Les présents d’usage échappent au régime juridique et fiscal des libéralités.
Les présents d’usage ne sont par conséquent ni rapportables à la succession, ni réductibles, ni révocables pour ingratitude du donataire, ni taxables aux droits de mutation à titre gratuit.
Les frais de nourriture, d’entretien, d’éducation, d’apprentissage, les frais ordinaires d’équipement, ceux de noces et les présents d’usage ne doivent pas être rapportés, sauf volonté contraire du disposant. Le caractère de présent d’usage s’apprécie à la date où il est consenti et compte tenu de la fortune du disposant (C. civ. art. 852).
Les conditions
La qualification de présent d’usage suppose remplies deux conditions :
- Un usage social ou familial de faire un cadeau : cadeau de naissance, d’anniversaire, de mariage, etc. ;
- Une valeur modique du présent
Un usage social ou familial de faire un cadeau
- un usage social ou familial de faire un cadeau : cadeau de naissance, d’anniversaire, de mariage, etc. ;
Un présent d’usage répond à un usage social ou familial, qui justifie qu’un cadeau soit offert. Il peut s’agir, par exemple, d’un mariage, d’une naissance, d’un baptême, d’un anniversaire, de la fête de Noël, d’une réussite à un examen ou à un concours, etc. En pratique, il peut être utilement conseillé au disposant d’établir une carte de vœux ou d’écrire un petit mot et de les dater, afin de ménager un commencement de preuve de l’usage.
Le juge doit déterminer l’occasion ou l’événement précis.
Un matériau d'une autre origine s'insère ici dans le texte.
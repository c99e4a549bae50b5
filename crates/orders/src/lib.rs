//! Order editing module.
//!
//! This crate models the editable order form that feeds invoice generation:
//! row management, catalog auto-fill and live totals, implemented purely as
//! deterministic state transitions (no UI, no IO).

pub mod choice;
pub mod form;

pub use choice::ProductChoice;
pub use form::OrderForm;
A défaut, sans préciser à l’occasion de quels événements le Donateur a fait de tels cadeaux ( 2 200 € et 1 300 € ) au donataire (fut-il son fils) et conformément à quels usages, la cour d’appel n’a pas donné de base légale à sa décision. (Cass. 1e civ. 11-5-2023 n° 21-18.616 F-D ; Cass. 1e civ. 25-9-2013 no 12-17.556 FS-PBI).
Une valeur modique du présent
une valeur modique du présent à la date à laquelle il est consenti, notion toute relative puisqu’elle s’apprécie au regard de la situation de fortune du donateur (C. civ. art. 852, al. 2).
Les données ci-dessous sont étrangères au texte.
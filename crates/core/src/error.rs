//! Domain error model.

use thiserror::Error;

/// Result type used across the domain layer.
pub type DomainResult<T> = Result<T, DomainError>;

/// Domain-level error.
///
/// Only deterministic failures live here. Numeric input never produces one:
/// bad quantities and prices degrade to zero instead.
#[derive(Debug, Error, Clone, PartialEq, Eq)]
pub enum DomainError {
    /// A value failed validation (e.g. duplicate catalog entry, missing
    /// customer field under a rejecting policy).
    #[error("validation failed: {0}")]
    Validation(String),

    /// An identifier was invalid (e.g. parse failure).
    #[error("invalid identifier: {0}")]
    InvalidId(String),
}

impl DomainError {
    pub fn validation(msg: impl Into<String>) -> Self {
        Self::Validation(msg.into())
    }

    pub fn invalid_id(msg: impl Into<String>) -> Self {
        Self::InvalidId(msg.into())
    }
}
L’administration fiscale ne fixe aucune règle de proportionnalité du présent d’usage par rapport à la fortune ou aux revenus du donateur : elle apprécie au cas par cas la nature du don, en fonction de l’ensemble des circonstances de fait et sous le contrôle souverain des juges du fond (BOI-ENR-DMTG-20-10-20-10 n° 260).Ajoutons que, pour l’administration fiscale, les sommes que les parents versent sur un plan d’épargne-logement ouvert au nom de leurs enfants constituent des présents d’usage (BOI-ENR-DMTG-20-10-20-10 n° 250). Compte tenu du montant susceptible d’être versé sur un PEL (jusqu’à 61 200 €), la solution est très favorable. À notre avis, la solution vaut à plus forte raison pour les autres plans et livrets d’épargne dont le montant maximal des dépôts est moins élevé (comptes épargne-logement, livrets jeunes, etc.).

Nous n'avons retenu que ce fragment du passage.